While Endo is physically present in both of these events (though not as much in the case of the Mikoto experiment), they almost seem to exist in a vacuum from his story. The analog hacking concept provides some world-building, but doesn’t seem to have any further bearing of note on the rest of the show (the anti-hIE terrorists can be said to be a victim of this, but their obliviousness to Kouka’s obvious but unexplained inhuman traits deserves more credit than her manipulating skills). His friend Kengo’s involvement with the anti-HIE group motivates Endo to pull him away from danger, but it’s odd that Endo doesn’t feel much about the attempt to assassinate the hIE chairman as well given his pro-hIE attitude. When he and Lacia bear witness to the ongoing debate on hIEs and their involvement in the government after sneaking into the premises, Endo expresses his doubts on having a fully-automated world just for the sake of mankind’s convenience. However, it feels more like a throwaway line, and the debate between Mikoto and the politicians is so dull that what could (and should) be an interesting contribution to the setting and plot feels like an unnecessary time-waster instead.
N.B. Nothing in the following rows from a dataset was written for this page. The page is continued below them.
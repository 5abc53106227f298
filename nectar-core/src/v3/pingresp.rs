use crate::{
    err::{DecodeError, DecodeErrorKind},
    v3::{FixedHeader, PacketType},
};
use bytes::{BufMut, Bytes, BytesMut};

/// Sent by the Server in response to a PINGREQ packet. Header only.
#[derive(PartialEq, Eq, PartialOrd, Ord, Clone, Copy, Debug)]
pub struct PingRespPacket;

impl PingRespPacket {
    pub fn new() -> Self {
        return Self;
    }

    pub fn decode(f_header: FixedHeader) -> Result<Self, DecodeError> {
        if f_header.rest_len() != 0 {
            return Err(DecodeError::new(
                DecodeErrorKind::MalformedLength,
                String::from("PINGRESP packets carry no body."),
            ));
        }

        return Ok(Self);
    }

    pub fn encode(&self) -> Bytes {
        let mut bytes = BytesMut::with_capacity(2);

        bytes.put_u8(PacketType::PINGRESP as u8);
        bytes.put_u8(0);

        return bytes.into();
    }
}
It just feels hard to care about the world of Beatless when the main character who inhabits this space isn’t convincingly invested in the politics and technology that affect it. Not helping matters is when those things contribute to an episode’s runtime more than they contribute to creating investment in the setting, or in helping to create discussion on the impact of the ever-increasing presence of machines on humanity. Endo himself is hard to feel invested in, not least because he lives his days as if his recent near-death experiences never occured.
Ultimately, Beatless doesn’t feel like an outright terrible show, but it has done a weak job of creating interest or giving a reason to care about its characters and story. Seemingly forgotten mysteries, questions on artificial intelligence and humanity that just seem there for the sake of being there and the absence of a plot just make it hard to feel invested. Unspectacular fights also means that the eye candy is limited to Lacia and the Red Boxes’ designs and costumes. Right now, the only incentive to watch is to discover whether Lacia is truly an ally of Endo and what her motivations are, and even that doesn’t feel like a particularly strong one. Still, there’s the chance that things might improve, even if only a little.